The Healing Art of Kintsugi

I know I didn’t write last week, but I had a good reason. Well. A good-ish reason. Remember my promise to try and deliver a post with more substance? Well, I had so many things rolling around in my head that I couldn’t decide what to put down. So I wrote nothing at all as I tried to figure out what, in fact, I was supposed to write.

This week, I have finally settled on Kintsugi. Well, I am pretty sure God settled on it for me. In case you don’t know what Kintsugi is:

Kintsugi: a Japanese method for repairing broken ceramics with a special lacquer mixed with gold, silver, or platinum (Collins Dictionary).

Why would one do this? Well, as explained in The Story of With, my most recent non-fiction read, the point is “rather than hide the imperfections, they highlight them by filling the cracks with liquid gold. They view the repaired item as even more valuable, because it is now unique from all other vessels…the goal isn’t to hide the broken places, but to redeem them.”

I had heard of Kintsugi before, as, I think, most have, but hadn’t thought of it in ages, and the way it was described in the book had me assessing my own breaks. Then, today, Hannah Brencher spoke on the same thing in her newsletter. “At the core of Kintsugi, it’s a belief that flaws don’t make a vessel useless. That cracks and breaks actually make the piece more valuable…when we put the pieces back together after a break, we become even more valuable, and even more resilient. That’s the beautiful thing. We don’t have to be afraid of breaks, tears, or scars. They’re just proof we showed up and kept going– even when the odds seemed against us.”

Well, I decided to take that as a sign from God that that was what He wanted me to write about. I mean, what are the chances that such a random thing would come up twice in one week? From completely different sources?

So, related, I recently made a new friend (Right? How strange is that! It is next to impossible to make new friends. At least for me), and she has a habit of asking uncomfortable questions. Okay, for most people they probably wouldn’t be uncomfortable, but for me, it has been an exercise – a good kind of exercise – answering them…and answering them honestly. Because I am a very private person, as most of you know, and I rarely share pieces of my background without knowing someone for a few years first. There is a piece of my soul that shrinks in on itself trying to answer questions about my background in an honest way, without sharing too much. And yet, she shares freely, which I love. So why the hesitation on my part?

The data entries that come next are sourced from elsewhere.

//! Axum middleware for caller identity and lesson gating

use axum::{
    body::Body,
    extract::Request,
    http::{header::HeaderMap, StatusCode},
    middleware::Next,
    response::{IntoResponse, Response},
    Json,
};
use chrono::{DateTime, Utc};
use serde::Serialize;

use super::limits::{LessonGate, Tier, TierLimits, UserPermissions};
use super::usage::{SharedUsageTracker, UsageSubject};
use crate::error::AppError;
use crate::subscription::SharedSubscriptionStore;

/// Set by the auth gateway in front of this service
const USER_HEADER: &str = "x-tactics-user";
const ROLE_HEADER: &str = "x-tactics-role";

/// Who is calling. No user id means an anonymous visitor.
#[derive(Debug, Clone, Default, PartialEq)]
pub struct Identity {
    pub user_id: Option<String>,
    pub is_admin: bool,
}

impl Identity {
    pub fn require_user(&self) -> Result<&str, AppError> {
        self.user_id.as_deref().ok_or(AppError::NotAuthenticated)
    }
}

pub fn extract_identity(headers: &HeaderMap) -> Identity {
    let user_id = headers
        .get(USER_HEADER)
        .and_then(|v| v.to_str().ok())
        .map(str::trim)
        .filter(|v| !v.is_empty())
        .map(str::to_string);
    let is_admin = user_id.is_some()
        && headers
            .get(ROLE_HEADER)
            .and_then(|v| v.to_str().ok())
            .is_some_and(|role| role.trim().eq_ignore_ascii_case("admin"));

    Identity { user_id, is_admin }
}

pub async fn identity_middleware(mut request: Request<Body>, next: Next) -> Response {
    let identity = extract_identity(request.headers());
    request.extensions_mut().insert(identity);
    next.run(request).await
}

pub async fn resolve_tier(identity: &Identity, subscriptions: &SharedSubscriptionStore) -> Tier {
    let has_premium = match &identity.user_id {
        Some(user_id) => subscriptions.read().await.resolve_user(user_id).is_premium,
        None => false,
    };
    Tier::resolve(identity.user_id.is_some(), identity.is_admin, has_premium)
}

#[derive(Debug, Serialize)]
pub struct TierErrorResponse {
    pub error: String,
    pub code: TierErrorCode,
    pub prompt: UpgradePrompt,
    pub action_url: String,
    pub permissions: UserPermissions,
}

#[derive(Debug, Serialize, Clone, Copy, PartialEq)]
#[serde(rename_all = "SCREAMING_SNAKE_CASE")]
pub enum TierErrorCode {
    LifetimeLimit,
    DailyLimit,
}

#[derive(Debug, Serialize, Clone, Copy, PartialEq)]
#[serde(rename_all = "snake_case")]
pub enum UpgradePrompt {
    Signup,
    Premium,
}

impl TierErrorResponse {
    const SIGNUP_URL: &'static str = "/signup";
    const UPGRADE_URL: &'static str = "/pricing";

    pub fn from_denied(permissions: UserPermissions) -> Self {
        let limit = permissions.daily_lesson_limit.unwrap_or(0);
        let used = permissions.lessons_completed_today;

        // Unlimited tiers never end up here, but stay exhaustive
        let (error, code, prompt, action_url) = match permissions.tier {
            Tier::Anonymous => (
                format!("Free preview used up ({}/{}). Sign up to keep training", used, limit),
                TierErrorCode::LifetimeLimit,
                UpgradePrompt::Signup,
                Self::SIGNUP_URL,
            ),
            Tier::Free | Tier::Premium | Tier::Admin => (
                format!("Daily lesson limit reached ({}/{})", used, limit),
                TierErrorCode::DailyLimit,
                UpgradePrompt::Premium,
                Self::UPGRADE_URL,
            ),
        };

        Self {
            error,
            code,
            prompt,
            action_url: action_url.to_string(),
            permissions,
        }
    }
}

impl IntoResponse for TierErrorResponse {
    fn into_response(self) -> Response {
        (StatusCode::TOO_MANY_REQUESTS, Json(self)).into_response()
    }
}

/// Check the caller's lesson allowance and count the lesson when granted.
pub async fn check_lesson_limit(
    tier: Tier,
    subject: UsageSubject<'_>,
    usage: &SharedUsageTracker,
    limits: &TierLimits,
    now: DateTime<Utc>,
) -> Result<UserPermissions, AppError> {
    let mut tracker = usage.write().await;

    match tracker.start_lesson(tier, subject, limits, now)? {
        LessonGate::Granted(permissions) => Ok(permissions),
        LessonGate::Denied(permissions) => {
            tracing::warn!(
                "Lesson start denied for {} caller ({} used)",
                tier.as_str(),
                permissions.lessons_completed_today
            );
            Err(AppError::LimitReached(Box::new(
                TierErrorResponse::from_denied(permissions),
            )))
        }
    }
}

I’ve been trying to figure that out. Because I thought I had healed from my past scars. But, you know what? I think that…while the breaks might be pasted back together, I was very careful to use clear glue. No highlighting in gold for me! I want everything to fit perfectly, with no sign of anything having ever been wrong. I don’t like to revisit the scars, to admit that there are scars. And, for the first time, I am thinking differently about that.

In The Story of With, the author says, “We all have scars. Most unseen. Betrayal from those we trusted. Silence when we needed support. Conditional love based on our performance. Hearts shattered. Though the wounds are invisible, they cut deep.” When I first read that, I felt seen. I felt like he knew what I had suffered. Knew that hurts, the deepest hurts, usually aren’t visual. They can be as basic as silence when we needed support, and yet completely shattering.

But then, he went on to say, “To fully break free from your desert [the dry and dusty place in which you feel stuck…regret, striving, overwhelm, etc.), you must go into the scars of your story.” Another way he explained it was, “when the Creator redeems us where the enemy tried to break us, our scars become areas of strength…trying to hide or forget the painful parts of our story takes away an essential aspect of our identity [as a child of God].”

I don’t like seeing my scars. I don’t like others seeing my scars. I look at them as failures. And, above all, as private. What business is it of others what my scars are? And, most of the time, to be honest, I convince myself that they don’t care. It’s one of the reasons that 99% of the time, when someone asks a question, I’ll give the highest level answer possible – because I assume it’s kind of like saying “How was your day?” No one ever actually wants to know the answer. They want a rote, “Good, how was yours?”. So I operate on the base assumption that no one actually cares, so why would I burden them?

But. What if I wasn’t so afraid of a little gold lining? What if, by showing that gold lining, I could actually help other people? What if people saw my scars, saw where I am now, and…are encouraged? What if God uses my story to help others live their stories?

It’s something to think about, anyway.